Novel Hobbs has a tragic flaw beyond his old wound and a past left behind;
He cares nothing for the fans, and little for his teammates or his long-suffering manager, and he hubristically ignored every portent and superstition. He is greedy and ruthless, preoccupied at all times with making the money he believes his talent entitles him to make—and yet he foolishly squanders both his talent and the money on things he desires so intensely. He drinks and eats and fornicates thoughtlessly, and in the big final game, he wastes one critical swing after another in order to hit foul balls at a midget who has been taunting him from the grandstand. (Baker, p. 18-19)

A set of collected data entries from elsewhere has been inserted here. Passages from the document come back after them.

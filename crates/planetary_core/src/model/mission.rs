//! Mission record: the join between one planet and one scientist.
//!
//! # Invariants
//! - `name` is never empty.
//! - `planet_id` and `scientist_id` are never zero. Whether they point at
//!   existing rows is enforced by storage foreign keys, not here.

use crate::model::deserialize_present;
use crate::model::validation::{require_id, require_text, RecordId, TextInput, ValidationError};
use serde::{Deserialize, Serialize};

/// Mission linking a planet and a scientist.
#[derive(Debug, Clone, PartialEq, Eq, Serialize, Deserialize)]
#[serde(try_from = "MissionDraft")]
pub struct Mission {
    id: Option<RecordId>,
    name: String,
    planet_id: RecordId,
    scientist_id: RecordId,
}

/// Creation payload for a mission, validated on conversion.
#[derive(Debug, Clone, Default, PartialEq, Eq, Deserialize)]
pub struct MissionDraft {
    pub name: Option<String>,
    pub planet_id: Option<RecordId>,
    pub scientist_id: Option<RecordId>,
}

/// Partial update for a mission.
///
/// Absent keys are left untouched; explicit `null` is validated and rejected.
#[derive(Debug, Clone, Default, PartialEq, Eq, Deserialize)]
#[serde(deny_unknown_fields)]
pub struct MissionPatch {
    #[serde(default, deserialize_with = "deserialize_present")]
    pub name: Option<Option<String>>,
    #[serde(default, deserialize_with = "deserialize_present")]
    pub planet_id: Option<Option<RecordId>>,
    #[serde(default, deserialize_with = "deserialize_present")]
    pub scientist_id: Option<Option<RecordId>>,
}

impl Mission {
    /// Creates an unsaved mission.
    ///
    /// Fields are validated in the order `name`, `scientist_id`, `planet_id`;
    /// the first failure is returned.
    pub fn new(
        name: impl TextInput,
        planet_id: Option<RecordId>,
        scientist_id: Option<RecordId>,
    ) -> Result<Self, ValidationError> {
        let name = require_text(name.into_text(), ValidationError::MissionNameRequired)?;
        let scientist_id = require_id(scientist_id, ValidationError::MissionScientistIdRequired)?;
        let planet_id = require_id(planet_id, ValidationError::MissionPlanetIdRequired)?;
        Ok(Self {
            id: None,
            name,
            planet_id,
            scientist_id,
        })
    }

    pub(crate) fn with_id(mut self, id: RecordId) -> Self {
        self.id = Some(id);
        self
    }

    pub fn id(&self) -> Option<RecordId> {
        self.id
    }

    pub fn name(&self) -> &str {
        &self.name
    }

    pub fn planet_id(&self) -> RecordId {
        self.planet_id
    }

    pub fn scientist_id(&self) -> RecordId {
        self.scientist_id
    }

    pub fn set_name(&mut self, value: impl TextInput) -> Result<(), ValidationError> {
        self.name = require_text(value.into_text(), ValidationError::MissionNameRequired)?;
        Ok(())
    }

    pub fn set_planet_id(&mut self, value: Option<RecordId>) -> Result<(), ValidationError> {
        self.planet_id = require_id(value, ValidationError::MissionPlanetIdRequired)?;
        Ok(())
    }

    pub fn set_scientist_id(&mut self, value: Option<RecordId>) -> Result<(), ValidationError> {
        self.scientist_id = require_id(value, ValidationError::MissionScientistIdRequired)?;
        Ok(())
    }

    /// Applies a partial update atomically.
    ///
    /// On error the mission is left exactly as it was.
    pub fn apply_patch(&mut self, patch: MissionPatch) -> Result<(), ValidationError> {
        let mut next = self.clone();
        if let Some(name) = patch.name {
            next.set_name(name)?;
        }
        if let Some(scientist_id) = patch.scientist_id {
            next.set_scientist_id(scientist_id)?;
        }
        if let Some(planet_id) = patch.planet_id {
            next.set_planet_id(planet_id)?;
        }
        *self = next;
        Ok(())
    }
}

impl TryFrom<MissionDraft> for Mission {
    type Error = ValidationError;

    fn try_from(draft: MissionDraft) -> Result<Self, Self::Error> {
        Self::new(draft.name, draft.planet_id, draft.scientist_id)
    }
}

That feels like a hero American moviegoers could actually relate to. But, Hollywood loves to idolize. Malamud's "Hobbs is one of the most thoroughly unsympathetic heroes in the history of American literature," Baker says. "To be sure, even his ambition is not purely mercenary, but even his desire to have 'broke almost every record there was' is blind and blunt—American gigantism run amok" (p. 19). Film Hobbs is not this. He's undeservedly smug, he has multiple women coming for him, but he never really shows much actual emotion. Maybe that's Redford's haggard old face, or a deliberate acting choice, or the way Levinson's directed. Or maybe film Hobbs is nothing but a cypher, a Mary Sue for every little boy in the audience who dreams of making it big in whatever sport—not just baseball—so of course he has to win in the end. But, the disconnect between what The Natural was supposed to be about and what Levinson decided to adapt for the screen is huge.
What should be a cautionary tale, at least, instead suggests that no matter how much gets in your way, no matter how many wrong turns you yourself make, you will still get everything you want in the end. Because, you are an American, and that's just how it works. It's bullshit. But, it's populist, American Dream bullshit. Reagan America bought right into it. Roy Hobbs is American imperialist white supremacist heteronormative capitalist patriarchy at its best; fuck up all you want, you still succeed... because reasons.